We tend to have a period where we like to blame ourselves for what we see as 'failures' in relationships. You shouldn't be so hard on yourself as self-blame is never productive, the outcome of the relationship is accountable to both of you. Beating yourself up over what happened isn’t going to change anything – it’s only going to hold you back from building yourself up.

Try to harness the hurt and pain into something positive. Use your free time, that you might have now, to allow yourself to do the things you'd refrained from doing previously. Be determined to use the immense energy and emotion passing through you to find momentum and drive to push your own goals forward. While the sadness can be very present, the months after a break up can trigger possibly the most productive and inspiring time in your life. Start mending the relationship you have with yourself.  Reconnect with yourself, your loves, your passions, and figure out what you want from your life. Only when you learn to accept and love yourself can you have true emotional closure.

Another way to get emotional closure is to remind yourself why ending the relationship was the right thing to do. Make a list or journal your feelings, what you have learnt, etc. This is a wonderful outlet for your feelings, and can greatly reduce psychological distress by doing a brain dump. Practice letting go of your relationship by taking it one day at a time and remind yourself that you have made a decision that is right for you.

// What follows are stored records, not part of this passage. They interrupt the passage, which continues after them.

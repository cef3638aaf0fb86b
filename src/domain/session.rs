//! Session state shared by the gateway and every channel connection.
//!
//! The token is injected through a `SessionStore` handle rather than a
//! global. Readers always go through the store, so a cleared session is
//! observed on the very next call.

use std::sync::atomic::{AtomicU64, Ordering};
use std::sync::Arc;

use chrono::{DateTime, Utc};
use tokio::sync::watch;

/// An authenticated session issued by the external login flow.
#[derive(Debug, Clone, PartialEq, Eq)]
pub struct Session {
    token: String,
    issued_at: DateTime<Utc>,
}

impl Session {
    /// Wrap a bearer token obtained from the login flow.
    pub fn new(token: impl Into<String>) -> Self {
        Self {
            token: token.into(),
            issued_at: Utc::now(),
        }
    }

    /// Opaque bearer token.
    pub fn token(&self) -> &str {
        &self.token
    }

    /// When the session was installed.
    pub const fn issued_at(&self) -> DateTime<Utc> {
        self.issued_at
    }
}

/// Cloneable accessor/mutator for the process-wide session.
///
/// All clones share one value. `subscribe()` lets long-lived components
/// (channel connections) react when the session is cleared.
#[derive(Debug, Clone)]
pub struct SessionStore {
    tx: Arc<watch::Sender<Option<Session>>>,
    /// Bumped by every `set()`; 0 until the first session.
    epoch: Arc<AtomicU64>,
}

impl Default for SessionStore {
    fn default() -> Self {
        Self::new()
    }
}

impl SessionStore {
    /// Create an empty store (logged out).
    pub fn new() -> Self {
        let (tx, _) = watch::channel(None);
        Self {
            tx: Arc::new(tx),
            epoch: Arc::new(AtomicU64::new(0)),
        }
    }

    /// Create a store already holding a session for `token`.
    pub fn with_token(token: impl Into<String>) -> Self {
        let store = Self::new();
        store.set(Session::new(token));
        store
    }

    /// Current session, read fresh.
    pub fn current(&self) -> Option<Session> {
        self.tx.borrow().clone()
    }

    /// Current bearer token, read fresh.
    pub fn token(&self) -> Option<String> {
        self.tx.borrow().as_ref().map(|s| s.token.clone())
    }

    /// Whether a session is live.
    pub fn is_active(&self) -> bool {
        self.tx.borrow().is_some()
    }

    /// Install a new session, replacing any previous one.
    pub fn set(&self, session: Session) {
        self.epoch.fetch_add(1, Ordering::SeqCst);
        self.tx.send_replace(Some(session));
    }

    /// Number of sessions installed so far. Clearing does not change it,
    /// so two reads with the same epoch saw no login in between.
    pub fn epoch(&self) -> u64 {
        self.epoch.load(Ordering::SeqCst)
    }

    /// Destroy the session.
    ///
    /// Returns `true` only for the call that actually removed a live
    /// session, so concurrent callers can agree on who reacts to it.
    pub fn clear(&self) -> bool {
        self.tx.send_if_modified(|current| current.take().is_some())
    }

    /// Observe session changes.
    pub fn subscribe(&self) -> watch::Receiver<Option<Session>> {
        self.tx.subscribe()
    }
}
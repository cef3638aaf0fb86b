//! WebSocket transport for push channels.
//!
//! Implements the `StreamConnector` port with tokio-tungstenite. Pings
//! are answered by tungstenite; only text frames, closes and errors
//! reach the channel connection.

use async_trait::async_trait;
use futures_util::{SinkExt, StreamExt};
use tokio::net::TcpStream;
use tokio_tungstenite::tungstenite::Message;
use tokio_tungstenite::{connect_async, MaybeTlsStream, WebSocketStream};
use tracing::debug;

use crate::domain::SyncError;
use crate::ports::{StreamConnector, StreamEvent, StreamSession};

/// Production connector backed by tokio-tungstenite.
#[derive(Debug, Default, Clone, Copy)]
pub struct WsConnector;

#[async_trait]
impl StreamConnector for WsConnector {
    async fn connect(&self, url: &str) -> Result<Box<dyn StreamSession>, SyncError> {
        let (stream, _) = connect_async(url)
            .await
            .map_err(|e| SyncError::Transport(e.to_string()))?;
        Ok(Box::new(WsSession { stream }))
    }
}

/// One open WebSocket.
struct WsSession {
    stream: WebSocketStream<MaybeTlsStream<TcpStream>>,
}

#[async_trait]
impl StreamSession for WsSession {
    async fn next_event(&mut self) -> StreamEvent {
        loop {
            match self.stream.next().await {
                Some(Ok(Message::Text(text))) => return StreamEvent::Frame(text),
                Some(Ok(Message::Binary(bytes))) => match String::from_utf8(bytes) {
                    Ok(text) => return StreamEvent::Frame(text),
                    Err(e) => debug!(error = %e, "Skipping non-UTF-8 binary frame"),
                },
                Some(Ok(Message::Close(frame))) => {
                    return StreamEvent::Closed {
                        code: frame.map(|f| u16::from(f.code)),
                    };
                }
                Some(Ok(_)) => {}
                Some(Err(e)) => return StreamEvent::Failed(e.to_string()),
                None => return StreamEvent::Closed { code: None },
            }
        }
    }

    async fn send_text(&mut self, text: String) -> Result<(), SyncError> {
        self.stream
            .send(Message::Text(text))
            .await
            .map_err(|e| SyncError::Transport(e.to_string()))
    }

    async fn close(&mut self) {
        if let Err(e) = self.stream.close(None).await {
            debug!(error = %e, "WebSocket close handshake failed");
        }
    }
}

Having closure is comforting and there are plenty of other reasons for wanting it, but it isn’t necessary for moving on. You need to find a way to live with the pain you are feeling at the moment.  If the relationship is definitely over, make sure it is ended once and for all so that you can truly move on with your life.  Cut off all contact where possible and try to resist using social media for updates. Block them from your social media, delete their phone number, and make a clean break.

The best thing for getting closure is to accept that what’s done is done. You can’t change the past, but you can make a better future for yourself. Once you learn to leave the past where it belongs, you’ll be able to put your attention where it matters most: rebuilding your happiness.